Maintenance of this chamber will require stone shaping to open a hole to enter through every half a year or so. There are four main outlet tubes, two safety relief valves, a bypass to flare line, and a purposeful weak point meant to fail before the rest of the chamber does, in case the other safety devices fail to work.

On the floor above that sits the four freezer chambers where the four tubes on the previous level go to. Each one has it's own stirling cooler that I took ten days designing. Unlike a lot of the other coolers I've made in the past, these ones have a very long and straight layout, such that their hot end heat exchanger reaches all the way to the surface.

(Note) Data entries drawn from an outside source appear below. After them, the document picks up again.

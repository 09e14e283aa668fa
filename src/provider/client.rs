//! AWS SDK implementation of [`IdentityProvider`] for Cognito user pools.

// std
use std::future::Future;
// crates.io
use aws_config::BehaviorVersion;
use aws_sdk_cognitoidentityprovider::{
	Client,
	config::{
		self as sdk_config, Credentials, Region, http::HttpResponse, retry::RetryConfig,
		timeout::TimeoutConfig,
	},
	error::{ProvideErrorMetadata, SdkError},
	operation::initiate_auth::InitiateAuthOutput,
	types::{AttributeType, AuthFlowType, UserType},
};
// self
use crate::{
	_prelude::*,
	config::Config,
	metrics,
	provider::{
		AuthTokens, Credentials as PasswordCredentials, IdentityProvider, ProviderError,
		ProviderResult, ProviderUser, RefreshedTokens, SignUpData,
	},
	signer::SecretHasher,
};

const CREDENTIALS_SOURCE: &str = "social-accounts-config";

/// Cognito user-pool client.
///
/// Requests are signed and serialized by the AWS SDK. The SDK client is built once and shared
/// across clones. SDK retries are disabled; [`ProviderError::is_transient`] leaves the retry
/// decision to the caller.
#[derive(Clone, Debug)]
pub struct CognitoClient {
	sdk: Client,
	config: Arc<Config>,
	hasher: SecretHasher,
}
impl CognitoClient {
	/// Build a client from the static credentials in the configuration.
	///
	/// Use [`CognitoClient::load`] to resolve credentials through the default AWS chain.
	pub fn new(config: Arc<Config>) -> Result<Self> {
		config.validate()?;

		if !config.has_static_credentials() {
			return Err(Error::Config {
				field: "access_key_id",
				reason: "Static credentials are required; `CognitoClient::load` uses the default \
				         credential chain."
					.into(),
			});
		}

		let credentials = Credentials::new(
			config.access_key_id.clone(),
			config.secret_access_key.expose(),
			config.session_token.as_ref().map(|token| token.expose().to_owned()),
			None,
			CREDENTIALS_SOURCE,
		);

		Self::with_builder(config, sdk_config::Builder::new().credentials_provider(credentials))
	}

	/// Build a client, resolving credentials through the default AWS chain unless static ones
	/// are configured.
	pub async fn load(config: Arc<Config>) -> Result<Self> {
		if config.has_static_credentials() {
			return Self::new(config);
		}

		config.validate()?;

		let shared = aws_config::defaults(BehaviorVersion::latest())
			.region(Region::new(config.region.clone()))
			.load()
			.await;

		Self::with_builder(config, sdk_config::Builder::from(&shared))
	}

	/// Build a client around an SDK configuration builder.
	///
	/// Region, endpoint override, timeouts and the retry policy are always taken from `config`.
	pub fn with_builder(config: Arc<Config>, builder: sdk_config::Builder) -> Result<Self> {
		config.validate()?;

		let timeouts = TimeoutConfig::builder()
			.connect_timeout(config.connect_timeout)
			.operation_timeout(config.request_timeout)
			.build();
		let mut builder = builder
			.behavior_version(BehaviorVersion::latest())
			.region(Region::new(config.region.clone()))
			.retry_config(RetryConfig::disabled())
			.timeout_config(timeouts);

		if let Some(endpoint) = &config.endpoint {
			builder = builder.endpoint_url(endpoint.as_str());
		}

		let hasher = SecretHasher::new(config.client_id.clone(), config.client_secret.clone());

		Ok(Self { sdk: Client::from_conf(builder.build()), config, hasher })
	}

	/// Configuration the client was built with.
	pub fn config(&self) -> &Config {
		&self.config
	}

	async fn observe<T, E, F>(&self, operation: &'static str, call: F) -> ProviderResult<T>
	where
		E: ProvideErrorMetadata + std::error::Error + Send + Sync + 'static,
		F: Future<Output = std::result::Result<T, SdkError<E, HttpResponse>>>,
	{
		let start = Instant::now();
		let result = call.await;
		let elapsed = start.elapsed();

		metrics::record_provider_call(operation, result.is_ok(), elapsed);

		match result {
			Ok(output) => {
				tracing::debug!(operation, elapsed = ?elapsed, "provider call complete");

				Ok(output)
			},
			Err(e) => {
				let classified = ProviderError::from_sdk(&e);

				match &classified {
					ProviderError::Unexpected { code, message } => tracing::error!(
						operation,
						code = %code,
						message = %message,
						"unexpected provider error"
					),
					_ => tracing::warn!(operation, error = %classified, "provider call failed"),
				}

				Err(classified)
			},
		}
	}
}
impl IdentityProvider for CognitoClient {
	async fn sign_up(&self, data: &SignUpData) -> ProviderResult<String> {
		let request = self
			.sdk
			.sign_up()
			.client_id(self.hasher.client_id())
			.secret_hash(self.hasher.sign(&data.email))
			.username(&data.email)
			.password(data.password.expose())
			.user_attributes(attribute("preferred_username", &data.username)?)
			.user_attributes(attribute("given_name", &data.first_name)?)
			.user_attributes(attribute("family_name", &data.last_name)?);
		let output = self.observe("SignUp", request.send()).await?;

		Ok(output.user_sub().to_owned())
	}

	async fn delete_user(&self, external_id: &str) -> ProviderResult<()> {
		let request =
			self.sdk.admin_delete_user().user_pool_id(&self.config.user_pool_id).username(external_id);

		self.observe("AdminDeleteUser", request.send()).await.map(drop)
	}

	async fn add_user_to_group(&self, external_id: &str, group: &str) -> ProviderResult<()> {
		let request = self
			.sdk
			.admin_add_user_to_group()
			.user_pool_id(&self.config.user_pool_id)
			.username(external_id)
			.group_name(group);

		self.observe("AdminAddUserToGroup", request.send()).await.map(drop)
	}

	async fn confirm_user(&self, external_id: &str) -> ProviderResult<()> {
		let request = self
			.sdk
			.admin_confirm_sign_up()
			.user_pool_id(&self.config.user_pool_id)
			.username(external_id);

		self.observe("AdminConfirmSignUp", request.send()).await.map(drop)
	}

	async fn authenticate(&self, credentials: &PasswordCredentials) -> ProviderResult<AuthTokens> {
		let request = self
			.sdk
			.initiate_auth()
			.auth_flow(AuthFlowType::UserPasswordAuth)
			.client_id(self.hasher.client_id())
			.auth_parameters("USERNAME", &credentials.email)
			.auth_parameters("PASSWORD", credentials.password.expose())
			.auth_parameters("SECRET_HASH", self.hasher.sign(&credentials.email));
		let output = self.observe("InitiateAuth", request.send()).await?;
		let issued = Issued::from_output(&output)?;
		let refresh_token = issued.refresh_token.ok_or_else(|| ProviderError::Unexpected {
			code: "MissingRefreshToken".into(),
			message: "Password authentication returned no refresh token.".into(),
		})?;

		Ok(AuthTokens {
			access_token: issued.access_token,
			refresh_token,
			expires_in: issued.expires_in,
			token_type: issued.token_type,
		})
	}

	async fn refresh(
		&self,
		refresh_token: &str,
		username_claim: &str,
	) -> ProviderResult<RefreshedTokens> {
		let request = self
			.sdk
			.initiate_auth()
			.auth_flow(AuthFlowType::RefreshTokenAuth)
			.client_id(self.hasher.client_id())
			.auth_parameters("REFRESH_TOKEN", refresh_token)
			.auth_parameters("SECRET_HASH", self.hasher.sign(username_claim));
		let output = self.observe("InitiateAuth", request.send()).await?;
		let issued = Issued::from_output(&output)?;

		Ok(RefreshedTokens {
			access_token: issued.access_token,
			expires_in: issued.expires_in,
			token_type: issued.token_type,
		})
	}

	async fn sign_out(&self, access_token: &str) -> ProviderResult<()> {
		let request = self.sdk.global_sign_out().access_token(access_token);

		self.observe("GlobalSignOut", request.send()).await.map(drop)
	}

	async fn admin_sign_out(&self, external_id: &str) -> ProviderResult<()> {
		let request = self
			.sdk
			.admin_user_global_sign_out()
			.user_pool_id(&self.config.user_pool_id)
			.username(external_id);

		self.observe("AdminUserGlobalSignOut", request.send()).await.map(drop)
	}

	async fn find_user(&self, attribute: &str, value: &str) -> ProviderResult<Option<ProviderUser>> {
		let request = self
			.sdk
			.list_users()
			.user_pool_id(&self.config.user_pool_id)
			.filter(filter_literal(attribute, value))
			.limit(1);
		let output = self.observe("ListUsers", request.send()).await?;

		Ok(output.users().first().map(provider_user))
	}
}

/// Tokens common to both `InitiateAuth` flows.
struct Issued {
	access_token: String,
	refresh_token: Option<String>,
	expires_in: u64,
	token_type: String,
}
impl Issued {
	fn from_output(output: &InitiateAuthOutput) -> ProviderResult<Self> {
		let Some(result) = output.authentication_result() else {
			return Err(ProviderError::Unexpected {
				code: "UnsupportedChallenge".into(),
				message: output
					.challenge_name()
					.map_or_else(|| "none".into(), |challenge| challenge.as_str().to_owned()),
			});
		};
		let access_token = result.access_token().ok_or_else(|| ProviderError::Unexpected {
			code: "MissingAccessToken".into(),
			message: "Authentication returned no access token.".into(),
		})?;

		Ok(Self {
			access_token: access_token.to_owned(),
			refresh_token: result.refresh_token().map(str::to_owned),
			expires_in: u64::try_from(result.expires_in()).unwrap_or_default(),
			token_type: result.token_type().unwrap_or("Bearer").to_owned(),
		})
	}
}

fn attribute(name: &str, value: &str) -> ProviderResult<AttributeType> {
	AttributeType::builder().name(name).value(value).build().map_err(|e| {
		ProviderError::Unexpected { code: "InvalidAttribute".into(), message: e.to_string() }
	})
}

fn provider_user(user: &UserType) -> ProviderUser {
	let attribute = |name: &str| {
		user.attributes()
			.iter()
			.find(|a| a.name() == name)
			.and_then(|a| a.value())
			.map(str::to_owned)
	};

	ProviderUser {
		external_id: attribute("sub")
			.or_else(|| user.username().map(str::to_owned))
			.unwrap_or_default(),
		email: attribute("email"),
		username: attribute("preferred_username"),
		enabled: user.enabled(),
		status: user.user_status().map(|status| status.as_str().to_owned()),
	}
}

/// Escape a value for use inside a `ListUsers` filter literal.
fn filter_literal(attribute: &str, value: &str) -> String {
	format!("{attribute} = \"{}\"", value.replace('\\', "\\\\").replace('"', "\\\""))
}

Building out the rest of the freezer floor took an additional thirty-three days. This floor was more difficult, because I had to design these chambers to be able to be thawed out and drained. So the gas inlet actually enters higher up in the chamber, and liquid draining valves had to be installed that were also airtight to prevent gas leakage. Ultimately, the way I've implemented this relies on a small quartz viewing window to allow a small amount of water to be left at the bottom of the drainage valve, so that the water, and later the ice, form a solid seal, preventing gas escape through the valve.

The third floor, and last below ground floor, simply consists of a fairly large pressure tank, with a few outlet pipes going up to the surface where the hydrogen can be collected from. This floor took another ten days to make. As with all the prior levels, multiple safety valves are installed to prevent accidents. Each chamber is equipped with two manometers to measure pressure, along with a warning label of what I consider safe vs unsafe.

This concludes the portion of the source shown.